• [The task]
Say how many lines of the material include "registry". Give the number without any other text.

• [Given records]
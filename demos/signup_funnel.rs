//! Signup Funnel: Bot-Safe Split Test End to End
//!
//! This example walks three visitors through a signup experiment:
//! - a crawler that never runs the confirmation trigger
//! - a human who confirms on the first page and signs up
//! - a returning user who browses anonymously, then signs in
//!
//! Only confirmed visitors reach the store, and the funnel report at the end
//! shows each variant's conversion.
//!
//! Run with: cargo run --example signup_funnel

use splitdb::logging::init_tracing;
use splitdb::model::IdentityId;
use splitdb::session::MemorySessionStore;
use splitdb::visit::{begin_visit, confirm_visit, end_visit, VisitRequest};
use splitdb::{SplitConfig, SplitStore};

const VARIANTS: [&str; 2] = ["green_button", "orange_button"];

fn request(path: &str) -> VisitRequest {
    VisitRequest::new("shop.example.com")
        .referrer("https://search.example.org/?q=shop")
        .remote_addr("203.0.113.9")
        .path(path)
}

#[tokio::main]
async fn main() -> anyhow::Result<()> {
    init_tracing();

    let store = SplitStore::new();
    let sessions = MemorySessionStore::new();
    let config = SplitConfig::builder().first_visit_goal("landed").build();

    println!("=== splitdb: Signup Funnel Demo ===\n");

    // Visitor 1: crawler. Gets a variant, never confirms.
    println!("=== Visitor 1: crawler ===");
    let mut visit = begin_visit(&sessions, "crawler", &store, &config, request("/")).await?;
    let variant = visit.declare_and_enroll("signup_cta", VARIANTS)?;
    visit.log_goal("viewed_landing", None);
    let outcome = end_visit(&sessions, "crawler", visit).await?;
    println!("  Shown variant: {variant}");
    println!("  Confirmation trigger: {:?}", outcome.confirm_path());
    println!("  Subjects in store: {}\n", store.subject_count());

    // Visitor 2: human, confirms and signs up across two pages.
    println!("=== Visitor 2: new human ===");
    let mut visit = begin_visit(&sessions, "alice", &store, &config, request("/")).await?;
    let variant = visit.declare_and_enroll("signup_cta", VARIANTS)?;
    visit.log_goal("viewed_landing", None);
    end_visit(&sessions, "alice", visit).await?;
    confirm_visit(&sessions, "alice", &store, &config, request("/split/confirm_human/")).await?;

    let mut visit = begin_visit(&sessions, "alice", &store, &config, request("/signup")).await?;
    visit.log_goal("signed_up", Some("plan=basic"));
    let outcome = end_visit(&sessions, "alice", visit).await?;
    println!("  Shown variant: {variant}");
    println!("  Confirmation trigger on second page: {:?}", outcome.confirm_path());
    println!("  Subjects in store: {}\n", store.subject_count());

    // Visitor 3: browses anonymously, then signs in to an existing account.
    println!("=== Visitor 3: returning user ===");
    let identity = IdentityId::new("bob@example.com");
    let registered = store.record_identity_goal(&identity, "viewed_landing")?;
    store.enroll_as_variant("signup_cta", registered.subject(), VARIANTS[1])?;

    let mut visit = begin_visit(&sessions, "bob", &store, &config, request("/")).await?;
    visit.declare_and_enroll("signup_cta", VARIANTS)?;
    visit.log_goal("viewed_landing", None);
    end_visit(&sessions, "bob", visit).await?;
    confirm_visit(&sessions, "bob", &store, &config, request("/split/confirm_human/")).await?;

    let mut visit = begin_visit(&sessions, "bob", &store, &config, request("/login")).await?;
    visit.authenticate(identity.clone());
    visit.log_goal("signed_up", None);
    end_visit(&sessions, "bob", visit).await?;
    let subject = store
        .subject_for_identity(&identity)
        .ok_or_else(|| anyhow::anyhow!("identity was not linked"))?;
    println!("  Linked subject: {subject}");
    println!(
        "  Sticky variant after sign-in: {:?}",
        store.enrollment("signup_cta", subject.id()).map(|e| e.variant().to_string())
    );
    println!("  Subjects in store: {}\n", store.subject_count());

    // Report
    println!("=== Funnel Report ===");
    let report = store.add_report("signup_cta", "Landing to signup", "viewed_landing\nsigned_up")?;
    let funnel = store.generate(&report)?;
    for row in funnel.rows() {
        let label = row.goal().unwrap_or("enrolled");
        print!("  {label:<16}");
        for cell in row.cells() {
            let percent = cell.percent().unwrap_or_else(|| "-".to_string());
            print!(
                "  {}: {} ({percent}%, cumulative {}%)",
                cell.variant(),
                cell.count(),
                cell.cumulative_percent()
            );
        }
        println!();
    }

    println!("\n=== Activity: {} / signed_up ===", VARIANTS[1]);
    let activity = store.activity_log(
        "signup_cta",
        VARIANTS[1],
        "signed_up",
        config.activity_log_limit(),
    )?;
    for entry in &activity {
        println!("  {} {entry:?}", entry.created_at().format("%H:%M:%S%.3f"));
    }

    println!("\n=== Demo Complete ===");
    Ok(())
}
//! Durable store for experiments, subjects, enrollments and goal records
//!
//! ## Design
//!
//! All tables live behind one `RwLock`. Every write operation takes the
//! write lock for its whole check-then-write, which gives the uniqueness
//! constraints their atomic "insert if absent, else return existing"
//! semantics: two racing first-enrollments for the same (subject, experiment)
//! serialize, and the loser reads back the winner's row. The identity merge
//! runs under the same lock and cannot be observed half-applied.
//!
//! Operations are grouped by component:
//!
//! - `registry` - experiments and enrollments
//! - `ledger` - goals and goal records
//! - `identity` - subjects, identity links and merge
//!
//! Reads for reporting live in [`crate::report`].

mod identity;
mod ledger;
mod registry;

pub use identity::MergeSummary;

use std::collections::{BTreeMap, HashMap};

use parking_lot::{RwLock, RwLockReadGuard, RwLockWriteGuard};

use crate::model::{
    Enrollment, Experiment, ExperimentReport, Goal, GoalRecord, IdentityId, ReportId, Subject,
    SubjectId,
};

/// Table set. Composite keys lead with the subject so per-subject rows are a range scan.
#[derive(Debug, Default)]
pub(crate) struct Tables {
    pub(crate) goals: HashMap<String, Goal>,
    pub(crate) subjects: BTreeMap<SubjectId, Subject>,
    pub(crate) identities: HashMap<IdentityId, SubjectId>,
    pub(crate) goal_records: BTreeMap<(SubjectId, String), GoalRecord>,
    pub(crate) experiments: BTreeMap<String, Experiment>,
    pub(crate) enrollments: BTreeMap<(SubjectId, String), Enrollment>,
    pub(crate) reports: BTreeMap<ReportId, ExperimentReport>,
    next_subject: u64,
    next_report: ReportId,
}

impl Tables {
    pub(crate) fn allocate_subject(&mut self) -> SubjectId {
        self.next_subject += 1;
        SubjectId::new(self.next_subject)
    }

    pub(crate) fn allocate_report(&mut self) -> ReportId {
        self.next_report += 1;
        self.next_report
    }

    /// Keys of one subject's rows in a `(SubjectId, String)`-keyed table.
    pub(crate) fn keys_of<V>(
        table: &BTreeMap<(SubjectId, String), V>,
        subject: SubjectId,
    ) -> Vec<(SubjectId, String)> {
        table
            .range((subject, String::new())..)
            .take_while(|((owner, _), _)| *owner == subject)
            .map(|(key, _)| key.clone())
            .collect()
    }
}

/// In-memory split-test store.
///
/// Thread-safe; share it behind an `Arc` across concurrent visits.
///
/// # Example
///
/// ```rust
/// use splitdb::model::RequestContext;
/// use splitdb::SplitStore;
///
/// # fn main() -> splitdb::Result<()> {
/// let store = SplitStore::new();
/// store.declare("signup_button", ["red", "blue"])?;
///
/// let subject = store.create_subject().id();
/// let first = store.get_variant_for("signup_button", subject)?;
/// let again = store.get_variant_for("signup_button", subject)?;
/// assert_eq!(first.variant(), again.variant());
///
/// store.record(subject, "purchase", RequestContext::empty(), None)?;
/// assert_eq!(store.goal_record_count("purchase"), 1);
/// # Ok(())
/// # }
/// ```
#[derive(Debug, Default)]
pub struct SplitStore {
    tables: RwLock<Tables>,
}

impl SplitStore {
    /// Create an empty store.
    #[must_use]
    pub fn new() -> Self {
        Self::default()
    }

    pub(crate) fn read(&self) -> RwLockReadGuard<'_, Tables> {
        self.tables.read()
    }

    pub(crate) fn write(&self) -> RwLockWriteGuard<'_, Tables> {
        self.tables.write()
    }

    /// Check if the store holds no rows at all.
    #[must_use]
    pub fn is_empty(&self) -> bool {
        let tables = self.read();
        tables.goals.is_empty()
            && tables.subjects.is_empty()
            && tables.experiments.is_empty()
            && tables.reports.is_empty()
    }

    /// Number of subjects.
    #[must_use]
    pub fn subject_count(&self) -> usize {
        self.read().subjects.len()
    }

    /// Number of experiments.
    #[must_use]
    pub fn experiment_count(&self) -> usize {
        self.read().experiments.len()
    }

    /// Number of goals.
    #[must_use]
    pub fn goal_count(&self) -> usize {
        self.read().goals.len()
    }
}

• [Written answer]
2